Lembro-me, principalmente, de meu pai falando: “não olhe. Ele faz isso pra provocar sua pena e tirar seu dinheiro. Eles próprios fazem a ferida e deixam infeccionar. Como se não tivéssemos já nossos próprios problemas.

E passávamos , rabos de olho na ferida e na cara de raiva do mendigo, mas com nossas moedas para as balas e para as figurinhas no bolso, impávidas e à salvo daquela tramoia para mexer com nossos sentimentos de culpa. Como pode um cara fazer isso …com a gente?

Mais de quarenta anos se passaram e não há mais mendigos com pernas putrefatas nas ruas. Por outro lado, o discurso de meu pai na boca de tantos mudou pouco. Nosso inconformismo é sempre com o que pode nos atingir. O que está atingindo outros – afinal, aquela ferida devia doer muito! – parece-nos distante como o Quênia ou a Síria.
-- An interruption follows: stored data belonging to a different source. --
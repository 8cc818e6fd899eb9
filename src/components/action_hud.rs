use ratatui::{
    layout::Rect,
    style::{Modifier, Style},
    text::{Line, Span},
    widgets::{Paragraph, Wrap},
    Frame,
};

use crate::state::app_state::FocusPanel;
use crate::state::AppState;

use super::Component;

pub struct ActionHud;

fn bindings(state: &AppState) -> &'static [(&'static str, &'static str)] {
    if state.hud_expanded {
        return &[
            ("q", "quit"),
            ("j/k", "move"),
            ("g/G", "top/bottom"),
            ("/", "filter"),
            ("Enter/l", "open"),
            ("h", "back"),
            ("PgUp/PgDn", "page"),
            ("v/Space", "viewed"),
            ("n", "next unviewed"),
            ("U", "clear viewed"),
            ("V", "select lines"),
            ("i", "comment"),
            ("R", "refresh"),
            ("T", "theme"),
            ("?", "less"),
        ];
    }
    match state.focus {
        FocusPanel::Navigator => &[
            ("q", "quit"),
            ("j/k", "nav"),
            ("/", "filter"),
            ("v", "viewed"),
            ("n", "next"),
            ("T", "theme"),
            ("?", "more"),
        ],
        FocusPanel::DiffView => &[
            ("q", "quit"),
            ("j/k", "scroll"),
            ("h", "files"),
            ("V", "select"),
            ("i", "comment"),
            ("v", "viewed"),
            ("n", "next"),
            ("?", "more"),
        ],
    }
}

/// Rows the HUD needs at `width`.
pub fn hud_height(state: &AppState, width: u16) -> u16 {
    if state.status_message.is_some() || !state.hud_expanded {
        return 1;
    }
    let total: usize = bindings(state)
        .iter()
        .map(|(key, desc)| key.len() + desc.len() + 3)
        .sum();
    (total / width.max(1) as usize + 1).min(4) as u16
}

impl Component for ActionHud {
    fn render(&self, frame: &mut Frame, area: Rect, state: &AppState) {
        let palette = state.theme.surface().palette();

        if let Some((ref msg, is_error)) = state.status_message {
            let color = if is_error {
                palette.error
            } else {
                palette.success
            };
            let bar = Paragraph::new(Line::from(vec![
                Span::raw(" "),
                Span::styled(msg.as_str(), Style::default().fg(color)),
            ]))
            .style(Style::default().bg(palette.bar_bg));
            frame.render_widget(bar, area);
            return;
        }

        let mut spans = vec![Span::raw(" ")];
        for (i, (key, desc)) in bindings(state).iter().enumerate() {
            if i > 0 {
                spans.push(Span::raw(" "));
            }
            spans.push(Span::styled(
                format!("[{key}]"),
                Style::default()
                    .fg(palette.accent)
                    .add_modifier(Modifier::BOLD),
            ));
            spans.push(Span::styled(
                (*desc).to_string(),
                Style::default().fg(palette.text_muted),
            ));
        }

        let pending = state.comments.len();
        if pending > 0 {
            let text = format!(" {pending} comments ");
            let used: usize = spans.iter().map(|s| s.width()).sum();
            let remaining = (area.width as usize).saturating_sub(used + text.len());
            if remaining > 0 {
                spans.push(Span::raw(" ".repeat(remaining)));
                spans.push(Span::styled(
                    text,
                    Style::default()
                        .fg(palette.warning)
                        .add_modifier(Modifier::BOLD),
                ));
            }
        }

        let bar = Paragraph::new(Line::from(spans))
            .wrap(Wrap { trim: false })
            .style(Style::default().bg(palette.bar_bg));
        frame.render_widget(bar, area);
    }
}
O importante, porém, é não cairmos na esparrela de nos entristecer por algo que não nos diz respeito para não posar de hipócrita, gente querendo aparecer. As redes sociais estão cheias dessas lágrimas de crocodilo. É tudo pena de mendigo com a perna supurada. “Por que eles não vão trabalhar ao invés de atravancar nossa calçada? Por que olhar para a dor dos outros se o que importa é o que eu sinto? Olhem pra mim! Curtam-me! Compartilhem-me! Também tenho feridas na perna! Querem ver? Querem ver?